Bayangan menyelimuti kepala Zhou Xuchuan. Seolah-olah Gunung Tai telah menimpanya.
*Petikan.*
*Mari kita lihat berapa lama ia bisa bertahan!*
Zhou Xuchuan mengangkat tumitnya dan menendang permukaan air. Tubuh *imoogi itu *jatuh tepat di tempat dia berdiri sebelumnya.
*LEDAKAN!*
Kolom air menyembur ke atas. Pelangi tujuh warna muncul di udara saat tetesan air jatuh di bawahnya.
Zhou Xuchuan menerobos kekacauan dan berlari di permukaan air menggunakan teknik menyeberangi air dengan eceng gondok terapung.
*BOOM! BANG! BANG!*
Imoogi mengejar Zhou Xuchuan, tubuhnya—yang tampak tak berujung seperti Tembok Besar—menyelam ke dalam air dan muncul kembali dalam gelombang berulang *.*
*Heup!*
Meskipun *imoogi itu *mengesankan, Zhou Xuchuan juga bukan orang biasa. Dia menghindar dengan baik dengan menggerakkan tubuhnya ke sana kemari. Dia tidak hanya fokus pada menghindar, tetapi juga menggunakan pedangnya setiap kali tubuh *imoogi *mendekat.
Setiap kali dia menebas tetesan air, aroma buah plum menyebar. Dua puluh empat Bentuk Pedang Bunga Plum menunjukkan kekuatannya bahkan di atas air.
Setiap kali cahaya yang dipantulkan pada pedang itu berkedip, goresan yang tak terhitung jumlahnya muncul di permukaannya.
Namun, dia tetap tidak mampu menembus tubuh monster itu.
*Haruskah aku mencoba menyerangnya dari atas menggunakan Pedang Sepuluh Ribu Jin? Atau haruskah aku memaksa masuk ke dalam mulutnya dan mencoba meracuninya? Atau…*
Zhou Xuchuan tidak berhenti berpikir bahkan saat dia bergerak. Dia memikirkan lusinan cara untuk menundukkan *imoogi *.
Namun, masalahnya adalah dia tidak bisa menemukan solusi yang tepat.
Dia tidak pernah menyangka Aura Tanpa Bentuk itu tidak akan berfungsi.
*Mengingat sudah sampai sejauh ini, mari kita coba!*
Zhou Xuchuan memutar tubuhnya, menjaga jarak aman saat menghadapi *imoogi *. Matanya menyala terang saat ia menyalurkan kekuatan ke pedangnya.

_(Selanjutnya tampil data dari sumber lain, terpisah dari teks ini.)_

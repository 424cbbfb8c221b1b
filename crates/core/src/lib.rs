//! `stockyard-core`: domain foundation building blocks.
//!
//! This crate contains **pure domain** primitives (no infrastructure concerns).

pub mod entity;
pub mod error;
pub mod id;

pub use entity::Entity;
pub use error::{DomainError, FieldErrors};
pub use id::{BalanceId, ItemId, TransferId, UserId, WarehouseId};
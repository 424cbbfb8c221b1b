//! Process-wide tracing/logging setup.

/// Tracing configuration (filters, output format).
pub mod tracing;

pub use crate::tracing::LogFormat;

/// Initialize process-wide observability.
///
/// Safe to call multiple times; subsequent calls become no-ops.
pub fn init() {
    tracing::init(LogFormat::from_env());
}
//! Gravity module - the cancelable repeating trigger behind automatic falling
//!
//! The scheduler never reads a clock. Its owner feeds elapsed milliseconds into
//! [`GravityScheduler::advance`] and gets back how many times the trigger fired,
//! which keeps tests free of wall-clock delays.
//!
//! At most one handle is live. Arming while armed returns the live handle
//! instead of creating a second trigger, and cancel drops both the handle and
//! any time accumulated toward the next fire.

use crate::types::GRAVITY_INTERVAL_MS;

/// Identity of one arming of the scheduler
#[derive(Debug, Clone, Copy, PartialEq, Eq, Hash)]
pub struct TimerHandle(u32);

impl TimerHandle {
    pub fn generation(&self) -> u32 {
        self.0
    }
}

#[derive(Debug, Clone)]
pub struct GravityScheduler {
    interval_ms: u32,
    handle: Option<TimerHandle>,
    generation: u32,
    accumulated_ms: u32,
}

impl GravityScheduler {
    /// Interval is clamped to at least 1ms
    pub fn new(interval_ms: u32) -> Self {
        Self {
            interval_ms: interval_ms.max(1),
            handle: None,
            generation: 0,
            accumulated_ms: 0,
        }
    }

    pub fn interval_ms(&self) -> u32 {
        self.interval_ms
    }

    pub fn is_armed(&self) -> bool {
        self.handle.is_some()
    }

    pub fn handle(&self) -> Option<TimerHandle> {
        self.handle
    }

    /// Arm the trigger, or return the live handle if already armed
    pub fn arm(&mut self) -> TimerHandle {
        if let Some(handle) = self.handle {
            return handle;
        }
        self.generation = self.generation.wrapping_add(1);
        self.accumulated_ms = 0;
        let handle = TimerHandle(self.generation);
        self.handle = Some(handle);
        handle
    }

    /// Cancel the live trigger; returns the handle that was canceled
    pub fn cancel(&mut self) -> Option<TimerHandle> {
        self.accumulated_ms = 0;
        self.handle.take()
    }

    /// Feed elapsed time; returns the number of fires that became due
    pub fn advance(&mut self, elapsed_ms: u32) -> u32 {
        if self.handle.is_none() {
            return 0;
        }
        let total = self.accumulated_ms.saturating_add(elapsed_ms);
        self.accumulated_ms = total % self.interval_ms;
        total / self.interval_ms
    }

    /// Time left until the next fire, if armed
    pub fn remaining_ms(&self) -> Option<u32> {
        self.handle.map(|_| self.interval_ms - self.accumulated_ms)
    }
}

impl Default for GravityScheduler {
    fn default() -> Self {
        Self::new(GRAVITY_INTERVAL_MS)
    }
}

*Aku akan tetap bersamamu meskipun aku harus mati dan mencurahkan seluruh kekuatanku ke mata dan mulutmu…*
*Jerit!*
Tepat pada saat itu— *Imoogi *yang menghadapinya tiba-tiba menggeliat kesakitan.

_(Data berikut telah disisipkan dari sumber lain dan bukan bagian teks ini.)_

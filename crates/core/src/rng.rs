//! RNG module - injectable sources of piece kinds
//!
//! Every new piece is drawn uniformly from the seven kinds. The draw goes
//! through [`PieceSource`] so a session can be driven by a seeded generator in
//! tests and replays, or by a fixed sequence when a test needs a specific
//! piece.

use rand::rngs::StdRng;
use rand::{Rng, SeedableRng};

use crate::types::PieceKind;

/// Something that hands out the kind of the next piece.
pub trait PieceSource {
    fn next_kind(&mut self) -> PieceKind;
}

impl<S: PieceSource + ?Sized> PieceSource for Box<S> {
    fn next_kind(&mut self) -> PieceKind {
        (**self).next_kind()
    }
}

/// Uniform choice among the seven kinds
#[derive(Debug, Clone)]
pub struct RandomSource<R = StdRng> {
    rng: R,
}

impl<R: Rng> RandomSource<R> {
    pub fn new(rng: R) -> Self {
        Self { rng }
    }
}

impl RandomSource<StdRng> {
    /// Reproducible sequence for a given seed
    pub fn seeded(seed: u64) -> Self {
        Self::new(StdRng::seed_from_u64(seed))
    }

    /// Seeded from OS entropy
    pub fn from_entropy() -> Self {
        Self::new(StdRng::from_entropy())
    }
}

impl<R: Rng> PieceSource for RandomSource<R> {
    fn next_kind(&mut self) -> PieceKind {
        PieceKind::ALL[self.rng.gen_range(0..PieceKind::ALL.len())]
    }
}

/// Cycles through a fixed list of kinds
#[derive(Debug, Clone)]
pub struct SequenceSource {
    kinds: Vec<PieceKind>,
    index: usize,
}

impl SequenceSource {
    /// An empty list falls back to all seven kinds in table order
    pub fn new(kinds: impl IntoIterator<Item = PieceKind>) -> Self {
        let mut kinds: Vec<PieceKind> = kinds.into_iter().collect();
        if kinds.is_empty() {
            kinds.extend(PieceKind::ALL);
        }
        Self { kinds, index: 0 }
    }

    /// How many kinds have been handed out so far
    pub fn drawn(&self) -> usize {
        self.index
    }
}

impl PieceSource for SequenceSource {
    fn next_kind(&mut self) -> PieceKind {
        let kind = self.kinds[self.index % self.kinds.len()];
        self.index += 1;
        kind
    }
}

Ketika dia melihat apa yang sedang terjadi, dia bisa melihat sebuah trisula tertancap di tubuhnya.
“Raja Naga Laut Selatan?”
Pemilik trisula itu adalah seorang lelaki tua berjanggut putih.

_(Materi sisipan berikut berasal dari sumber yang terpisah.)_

impl<S: PieceSource> GameSession<S> {
    /// Idle session with a fresh piece and the default gravity interval
    pub fn new(source: S) -> Self {
        Self::with_interval(source, GRAVITY_INTERVAL_MS)
    }

    pub fn with_interval(source: S, interval_ms: u32) -> Self {
        Self::from_playfield(Playfield::new(), source, interval_ms)
    }

    /// Idle session over an existing playfield
    pub fn from_playfield(field: Playfield, source: S, interval_ms: u32) -> Self {
        let mut factory = TetrominoFactory::new(source);
        let active = factory.create();
        Self {
            field,
            active,
            factory,
            gravity: GravityScheduler::new(interval_ms),
            game_over: false,
            events: Vec::new(),
            pieces_locked: 0,
            ticks: 0,
        }
    }

    pub fn phase(&self) -> GamePhase {
        if self.game_over {
            GamePhase::GameOver
        } else if self.gravity.is_armed() {
            GamePhase::Falling
        } else {
            GamePhase::Idle
        }
    }

    /// Whether the gravity trigger is armed
    pub fn running(&self) -> bool {
        self.gravity.is_armed()
    }

    pub fn game_over(&self) -> bool {
        self.game_over
    }

    pub fn playfield(&self) -> &Playfield {
        &self.field
    }

    pub fn active(&self) -> &Tetromino {
        &self.active
    }

    pub fn gravity(&self) -> &GravityScheduler {
        &self.gravity
    }

    pub fn pieces_locked(&self) -> u32 {
        self.pieces_locked
    }

    pub fn ticks(&self) -> u32 {
        self.ticks
    }

    pub fn source(&self) -> &S {
        self.factory.source()
    }

    /// Take the events recorded since the last call
    pub fn drain_events(&mut self) -> std::vec::Drain<'_, GameEvent> {
        self.events.drain(..)
    }

    pub fn snapshot_into(&self, out: &mut GameSnapshot) {
        self.field.write_grid(&mut out.field);
        out.active = ActiveSnapshot::from(self.active);
        out.phase = self.phase();
        out.running = self.running();
        out.game_over = self.game_over;
        out.pieces_locked = self.pieces_locked;
    }

    pub fn snapshot(&self) -> GameSnapshot {
        let mut out = GameSnapshot {
            field: Default::default(),
            active: ActiveSnapshot::from(self.active),
            phase: GamePhase::Idle,
            running: false,
            game_over: false,
            pieces_locked: 0,
        };
        self.snapshot_into(&mut out);
        out
    }

    /// Arm gravity. No-op while running or after game over.
    pub fn start(&mut self) -> bool {
        if self.game_over || self.gravity.is_armed() {
            return false;
        }
        self.gravity.arm();
        self.events.push(GameEvent::Started);
        true
    }

    /// Cancel gravity. No-op when nothing is armed.
    pub fn pause(&mut self) -> bool {
        if self.gravity.cancel().is_none() {
            return false;
        }
        self.events.push(GameEvent::Paused);
        true
    }

    pub fn toggle_pause(&mut self) -> bool {
        if self.running() {
            self.pause()
        } else {
            self.start()
        }
    }

    /// Stop the loop, empty the field and create a fresh piece.
    ///
    /// Always leaves the session Idle.
    pub fn reset(&mut self) {
        self.pause();
        self.field.reset();
        self.active = self.factory.create();
        self.game_over = false;
        self.pieces_locked = 0;
        self.ticks = 0;
        self.events.push(GameEvent::Reset);
    }

    /// One gravity step. Returns false when not Falling.
    pub fn tick(&mut self) -> bool {
        if self.phase() != GamePhase::Falling {
            return false;
        }
        self.ticks = self.ticks.wrapping_add(1);
        self.step_down();
        true
    }

    /// Feed elapsed time to the gravity trigger and apply every due step.
    ///
    /// Steps stop early if one of them ends the game. Returns steps applied.
    pub fn advance(&mut self, elapsed_ms: u32) -> u32 {
        let due = self.gravity.advance(elapsed_ms);
        let mut applied = 0;
        for _ in 0..due {
            if !self.tick() {
                break;
            }
            applied += 1;
        }
        applied
    }

    /// Whether the active piece fits after moving by (dx, dy)
    pub fn can_move(&self, dx: i8, dy: i8) -> bool {
        is_valid_position(&self.field, &self.active, dx, dy)
    }

    /// Row the active piece would come to rest on
    pub fn landing_y(&self) -> i8 {
        let mut piece = self.active;
        while is_valid_position(&self.field, &piece, 0, 1) {
            piece.y += 1;
        }
        piece.y
    }

    /// Move left, right, or soft drop. Returns whether state changed.
    pub fn handle_move(&mut self, direction: MoveDirection) -> bool {
        if self.phase() != GamePhase::Falling {
            return false;
        }
        match direction {
            MoveDirection::Down => {
                self.step_down();
                true
            }
            MoveDirection::Left | MoveDirection::Right => {
                let (dx, dy) = direction.offset();
                if !self.can_move(dx, dy) {
                    return false;
                }
                self.active.x += dx;
                self.active.y += dy;
                true
            }
        }
    }

    /// Rotate in place if the rotated shape fits; no kicks are tried
    pub fn handle_rotate(&mut self, direction: RotationDirection) -> bool {
        if self.phase() != GamePhase::Falling {
            return false;
        }
        let rotated = self.active.rotated(direction);
        if !is_valid_position(&self.field, &rotated, 0, 0) {
            return false;
        }
        self.active = rotated;
        true
    }

    /// Drop to the resting row and lock in the same call
    pub fn handle_hard_drop(&mut self) -> bool {
        if self.phase() != GamePhase::Falling {
            return false;
        }
        self.active.y = self.landing_y();
        self.lock();
        true
    }

    /// Dispatch one input command. Returns whether state changed.
    pub fn apply_command(&mut self, command: GameCommand) -> bool {
        match command {
            GameCommand::TogglePause => self.toggle_pause(),
            GameCommand::Reset => {
                self.reset();
                true
            }
            GameCommand::MoveLeft => self.handle_move(MoveDirection::Left),
            GameCommand::MoveRight => self.handle_move(MoveDirection::Right),
            GameCommand::MoveDown => self.handle_move(MoveDirection::Down),
            GameCommand::HardDrop => self.handle_hard_drop(),
            GameCommand::RotateCw => self.handle_rotate(RotationDirection::Clockwise),
            GameCommand::RotateCcw => self.handle_rotate(RotationDirection::CounterClockwise),
        }
    }

    fn step_down(&mut self) {
        if self.can_move(0, 1) {
            self.active.y += 1;
        } else {
            self.lock();
        }
    }

    fn lock(&mut self) {
        let piece = self.active;
        let mut cells_written = 0u8;
        let mut topped_out = false;

        for (x, y) in piece.cells() {
            // Rows above the field are never written.
            if y >= 0 {
                self.field.set(x as usize, y as usize, piece.color);
                cells_written += 1;
            }
            if y <= TOP_OUT_ROW {
                topped_out = true;
            }
        }

        self.pieces_locked = self.pieces_locked.wrapping_add(1);
        self.events.push(GameEvent::Locked {
            kind: piece.kind,
            cells_written,
        });

        if topped_out {
            self.gravity.cancel();
            self.game_over = true;
            self.events.push(GameEvent::GameOver);
            return;
        }

        self.active = self.factory.create();
        self.events.push(GameEvent::Spawned {
            kind: self.active.kind,
        });
    }
}

#[cfg(test)]
mod tests {
    use super::*;
    use crate::rng::SequenceSource;
    use crate::types::{Color, PieceKind};

    fn session_of(kinds: &[PieceKind]) -> GameSession<SequenceSource> {
        GameSession::new(SequenceSource::new(kinds.iter().copied()))
    }

    #[test]
    fn test_new_session_is_idle_with_piece() {
        let state = session_of(&[PieceKind::T]);

        assert_eq!(state.phase(), GamePhase::Idle);
        assert!(!state.running());
        assert!(!state.game_over());
        assert_eq!(state.active().kind, PieceKind::T);
        assert_eq!((state.active().x, state.active().y), (4, 0));
        assert_eq!(state.playfield().occupied_count(), 0);
    }

    #[test]
    fn test_start_twice_is_noop() {
        let mut state = session_of(&[PieceKind::T]);

        assert!(state.start());
        let handle = state.gravity().handle();
        assert!(!state.start());
        assert_eq!(state.gravity().handle(), handle);

        let events: Vec<_> = state.drain_events().collect();
        assert_eq!(events, vec![GameEvent::Started]);
    }

    #[test]
    fn test_pause_cancels_trigger() {
        let mut state = session_of(&[PieceKind::T]);
        state.start();
        assert!(state.pause());
        assert_eq!(state.phase(), GamePhase::Idle);
        assert!(state.gravity().handle().is_none());
        assert!(!state.pause());
    }

    #[test]
    fn test_tick_moves_down() {
        let mut state = session_of(&[PieceKind::T]);
        state.start();

        assert!(state.tick());
        assert_eq!(state.active().y, 1);
        assert_eq!(state.ticks(), 1);
    }

    #[test]
    fn test_tick_ignored_when_idle() {
        let mut state = session_of(&[PieceKind::T]);
        assert!(!state.tick());
        assert_eq!(state.active().y, 0);
        assert_eq!(state.ticks(), 0);
    }

    #[test]
    fn test_advance_applies_due_steps() {
        let mut state = session_of(&[PieceKind::T]);
        state.start();

        assert_eq!(state.advance(499), 0);
        assert_eq!(state.active().y, 0);
        assert_eq!(state.advance(1001), 3);
        assert_eq!(state.active().y, 3);
    }

    #[test]
    fn test_move_left_stops_at_wall() {
        let mut state = session_of(&[PieceKind::T]);
        state.start();

        let mut moved = 0;
        for _ in 0..10 {
            if state.handle_move(MoveDirection::Left) {
                moved += 1;
            }
        }
        // T spawns with its leftmost cell at column 4.
        assert_eq!(moved, 4);
        assert_eq!(state.active().x, 0);
    }

    #[test]
    fn test_soft_drop_locks_when_blocked() {
        let mut state = session_of(&[PieceKind::O, PieceKind::T]);
        state.start();
        state.active.y = 18;

        assert!(state.handle_move(MoveDirection::Down));
        assert_eq!(state.pieces_locked(), 1);
        assert_eq!(state.active().kind, PieceKind::T);
        assert_eq!(state.playfield().get(5, 19), Some(Color::Yellow));
    }

    #[test]
    fn test_rotation_rejected_against_wall() {
        let mut state = session_of(&[PieceKind::I]);
        state.start();
        // Lower the horizontal I so the rotated column is inside the field.
        state.active.y = 5;
        // Vertical I (column 2 of the matrix) pushed against the right wall.
        assert!(state.handle_rotate(RotationDirection::Clockwise));
        while state.handle_move(MoveDirection::Right) {}
        assert_eq!(state.active().x, 7);

        let before = *state.active();
        // Turning back to horizontal would need columns 7..=10.
        assert!(!state.handle_rotate(RotationDirection::Clockwise));
        assert_eq!(*state.active(), before);
    }

    #[test]
    fn test_lock_spawns_next_piece() {
        let mut state = session_of(&[PieceKind::O, PieceKind::J]);
        state.start();
        assert!(state.handle_hard_drop());

        let events: Vec<_> = state.drain_events().collect();
        assert_eq!(
            events,
            vec![
                GameEvent::Started,
                GameEvent::Locked {
                    kind: PieceKind::O,
                    cells_written: 4
                },
                GameEvent::Spawned { kind: PieceKind::J },
            ]
        );
        assert_eq!(state.phase(), GamePhase::Falling);
    }

    #[test]
    fn test_lock_above_field_skips_rows_and_ends_game() {
        let mut field = Playfield::new();
        for y in 0..20 {
            field.set(5, y, Color::Red);
        }
        // O held entirely above the field, over a filled column.
        let mut state = GameSession::from_playfield(
            field,
            SequenceSource::new([PieceKind::O]),
            GRAVITY_INTERVAL_MS,
        );
        state.start();
        state.active.y = -2;

        assert!(state.tick());
        assert!(state.game_over());
        assert_eq!(state.phase(), GamePhase::GameOver);
        assert!(!state.running());

        let events: Vec<_> = state.drain_events().collect();
        assert!(events.contains(&GameEvent::Locked {
            kind: PieceKind::O,
            cells_written: 0
        }));
        assert_eq!(events.last(), Some(&GameEvent::GameOver));
    }

    #[test]
    fn test_start_after_game_over_is_noop() {
        let mut state = session_of(&[PieceKind::O]);
        state.start();
        state.game_over = true;
        state.gravity.cancel();

        assert!(!state.start());
        assert!(!state.toggle_pause());
        assert_eq!(state.phase(), GamePhase::GameOver);
    }

    #[test]
    fn test_reset_emits_pause_then_reset() {
        let mut state = session_of(&[PieceKind::O]);
        state.start();
        state.drain_events().for_each(drop);

        state.reset();
        let events: Vec<_> = state.drain_events().collect();
        assert_eq!(events, vec![GameEvent::Paused, GameEvent::Reset]);
        assert_eq!(state.ticks(), 0);
    }

    #[test]
    fn test_snapshot_mirrors_state() {
        let mut state = session_of(&[PieceKind::O]);
        state.start();
        state.handle_hard_drop();

        let snap = state.snapshot();
        assert_eq!(snap.phase, GamePhase::Falling);
        assert!(snap.running);
        assert!(snap.playable());
        assert_eq!(snap.pieces_locked, 1);
        assert_eq!(snap.occupied_count(), 4);
        assert_eq!(snap.cell(6, 18), Some(Color::Yellow));
        assert_eq!(snap.active.kind, PieceKind::O);
    }
}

Awalnya, Zhou Xuchuan tampak tercengang saat melihat Raja Naga Laut Selatan, tetapi ekspresinya berubah menjadi terkejut ketika melihat trisula tersebut.
*Apakah trisula itu benar-benar masuk?*
Aura Tanpa Bentuk yang ia peroleh setelah mencapai Alam Coruscant tidak mampu menembus sisik-sisik yang tak tertembus itu. Melihat trisula itu melakukan apa yang tidak bisa ia lakukan, pikirannya tiba-tiba terfokus.
“Bidik timbangan yang terbalik!”
Raja Naga Laut Selatan menjawab pertanyaan Zhou Xuchuan yang tak terucapkan.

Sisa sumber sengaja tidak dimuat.